:: Information given ::

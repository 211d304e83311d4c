use futures_util::{SinkExt, StreamExt};
use std::io::Write;
use tokio::io::{AsyncBufReadExt, BufReader};
use tokio_tungstenite::{connect_async, tungstenite::protocol::Message};
use url::Url;

use vegas_dice_core::{ClientMessage, GameMode, PowerKind, ServerMessage};

const DEFAULT_URL: &str = "ws://127.0.0.1:25917/ws";

#[tokio::main]
async fn main() -> Result<(), Box<dyn std::error::Error>> {
    let url = Url::parse(&std::env::var("VEGAS_SERVER_URL").unwrap_or_else(|_| DEFAULT_URL.to_string()))?;

    println!("正在连接到: {}", url);
    let (ws_stream, _) = connect_async(url.as_str()).await?;
    println!("连接成功!");

    let (mut write, mut read) = ws_stream.split();

    // 启动一个任务来处理从服务器接收的消息
    tokio::spawn(async move {
        while let Some(msg) = read.next().await {
            match msg {
                Ok(Message::Text(text)) => {
                    match serde_json::from_str::<ServerMessage>(&text) {
                        Ok(server_msg) => {
                            // 简单地将收到的消息打印到控制台
                            println!("\n<-- [服务器消息]:\n{:#?}\n", server_msg);
                            print!("> "); // 重新显示输入提示符
                            let _ = std::io::stdout().flush();
                        }
                        Err(e) => eprintln!("解析服务器消息失败: {}", e),
                    }
                }
                Ok(_) => {}
                Err(e) => {
                    eprintln!("接收消息时出错: {}", e);
                    break;
                }
            }
        }
    });

    // 主任务处理用户输入
    let mut stdin = BufReader::new(tokio::io::stdin()).lines();

    println!("--- 拉斯维加斯骰子客户端 ---");
    println!("可用命令:");
    println!("  join <昵称>               - 加入大厅");
    println!("  ready                     - 切换准备状态");
    println!("  mode <classic|powers>     - 选择模式 (仅房主)");
    println!("  roll                      - 掷骰");
    println!("  place <点数>              - 把该点数的骰子放到对应赌场");
    println!("  power <能力>              - director / shiftBet / diceHeist / buyCasino");
    println!("  buy <赌场编号>            - 买下赌场");
    println!("  golden <点数>             - 给金骰子指定点数");
    println!("  again                     - 再来一局");
    println!("  exit                      - 退出");

    loop {
        print!("> ");
        std::io::stdout().flush()?;

        let Some(line) = stdin.next_line().await? else { break };
        let parts: Vec<&str> = line.split_whitespace().collect();
        let command = parts.first().copied();

        let client_msg = match command {
            Some("join") => {
                let name = parts[1..].join(" ");
                ClientMessage::JoinLobby { name }
            }
            Some("ready") => ClientMessage::PlayerReady,
            Some("mode") => match parts.get(1).map(|s| s.parse::<GameMode>()) {
                Some(Ok(mode)) => ClientMessage::ModeSelected { mode },
                _ => {
                    println!("用法: mode <classic|powers>");
                    continue;
                }
            },
            Some("roll") => ClientMessage::RollDice,
            Some("place") => match parse_number(&parts) {
                Some(face_value) => ClientMessage::PlaceDice { face_value },
                None => {
                    println!("用法: place <点数>");
                    continue;
                }
            },
            Some("power") => match parts.get(1).map(|s| s.parse::<PowerKind>()) {
                Some(Ok(power)) => ClientMessage::from(power),
                _ => {
                    println!("用法: power <director|shiftBet|diceHeist|buyCasino>");
                    continue;
                }
            },
            Some("buy") => match parse_number(&parts) {
                Some(casino_id) => ClientMessage::BuyCasino { casino_id },
                None => {
                    println!("用法: buy <赌场编号>");
                    continue;
                }
            },
            Some("golden") => match parse_number(&parts) {
                Some(face) => ClientMessage::SetGoldenDie { face },
                None => {
                    println!("用法: golden <点数>");
                    continue;
                }
            },
            Some("again") => ClientMessage::PlayAgain,
            Some("exit") => {
                println!("正在断开连接...");
                break;
            }
            None => continue,
            _ => {
                println!("未知命令: {}", line);
                continue;
            }
        };

        let payload = serde_json::to_string(&client_msg)?;
        write.send(Message::Text(payload.into())).await?;
    }

    Ok(())
}

fn parse_number(parts: &[&str]) -> Option<u8> {
    parts.get(1).and_then(|s| s.parse().ok())
}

:::

Output all of the listing exactly as written.

• **Result**
repository 211d304e83311d4c
use futures_util::{SinkExt, StreamExt};
use std::io::Write;
use tokio::io::{AsyncBufReadExt, BufReader};
use tokio_tungstenite::{connect_async, tungstenite::protocol::Message};
use url::Url;

use vegas_dice_core::{ClientMessage, GameMode, PowerKind, ServerMessage};

const DEFAULT_URL: &str = "ws://127.0.0.1:25917/ws";

#[tokio::main]
async fn main() -> Result<(), Box<dyn std::error::Error>> {
    let url = Url::parse(&std::env::var("VEGAS_SERVER_URL").unwrap_or_else(|_| DEFAULT_URL.to_string()))?;

    println!("正在连接到: {}", url);
    let (ws_stream, _) = connect_async(url.as_str()).await?;
    println!("连接成功!");

    let (mut write, mut read) = ws_stream.split();

    // 启动一个任务来处理从服务器接收的消息
    tokio::spawn(async move {
        while let Some(msg) = read.next().await {
            match msg {
                Ok(Message::Text(text)) => {
                    match serde_json::from_str::<ServerMessage>(&text) {
                        Ok(server_msg) => {
                            // 简单地将收到的消息打印到控制台
                            println!("\n<-- [服务器消息]:\n{:#?}\n", server_msg);
                            print!("> "); // 重新显示输入提示符
                            let _ = std::io::stdout().flush();
                        }
                        Err(e) => eprintln!("解析服务器消息失败: {}", e),
                    }
                }
                Ok(_) => {}
                Err(e) => {
                    eprintln!("接收消息时出错: {}", e);
                    break;
                }
            }
        }
    });

    // 主任务处理用户输入
    let mut stdin = BufReader::new(tokio::io::stdin()).lines();

    println!("--- 拉斯维加斯骰子客户端 ---");
    println!("可用命令:");
    println!("  join <昵称>               - 加入大厅");
    println!("  ready                     - 切换准备状态");
    println!("  mode <classic|powers>     - 选择模式 (仅房主)");
    println!("  roll                      - 掷骰");
    println!("  place <点数>              - 把该点数的骰子放到对应赌场");
    println!("  power <能力>              - director / shiftBet / diceHeist / buyCasino");
    println!("  buy <赌场编号>            - 买下赌场");
    println!("  golden <点数>             - 给金骰子指定点数");
    println!("  again                     - 再来一局");
    println!("  exit                      - 退出");

    loop {
        print!("> ");
        std::io::stdout().flush()?;

        let Some(line) = stdin.next_line().await? else { break };
        let parts: Vec<&str> = line.split_whitespace().collect();
        let command = parts.first().copied();

        let client_msg = match command {
            Some("join") => {
                let name = parts[1..].join(" ");
                ClientMessage::JoinLobby { name }
            }
            Some("ready") => ClientMessage::PlayerReady,
            Some("mode") => match parts.get(1).map(|s| s.parse::<GameMode>()) {
                Some(Ok(mode)) => ClientMessage::ModeSelected { mode },
                _ => {
                    println!("用法: mode <classic|powers>");
                    continue;
                }
            },
            Some("roll") => ClientMessage::RollDice,
            Some("place") => match parse_number(&parts) {
                Some(face_value) => ClientMessage::PlaceDice { face_value },
                None => {
                    println!("用法: place <点数>");
                    continue;
                }
            },
            Some("power") => match parts.get(1).map(|s| s.parse::<PowerKind>()) {
                Some(Ok(power)) => ClientMessage::from(power),
                _ => {
                    println!("用法: power <director|shiftBet|diceHeist|buyCasino>");
                    continue;
                }
            },
            Some("buy") => match parse_number(&parts) {
                Some(casino_id) => ClientMessage::BuyCasino { casino_id },
                None => {
                    println!("用法: buy <赌场编号>");
                    continue;
                }
            },
            Some("golden") => match parse_number(&parts) {
                Some(face) => ClientMessage::SetGoldenDie { face },
                None => {
                    println!("用法: golden <点数>");
                    continue;
                }
            },
            Some("again") => ClientMessage::PlayAgain,
            Some("exit") => {
                println!("正在断开连接...");
                break;
            }
            None => continue,
            _ => {
                println!("未知命令: {}", line);
                continue;
            }
        };

        let payload = serde_json::to_string(&client_msg)?;
        write.send(Message::Text(payload.into())).await?;
    }

    Ok(())
}

fn parse_number(parts: &[&str]) -> Option<u8> {
    parts.get(1).and_then(|s| s.parse().ok())
}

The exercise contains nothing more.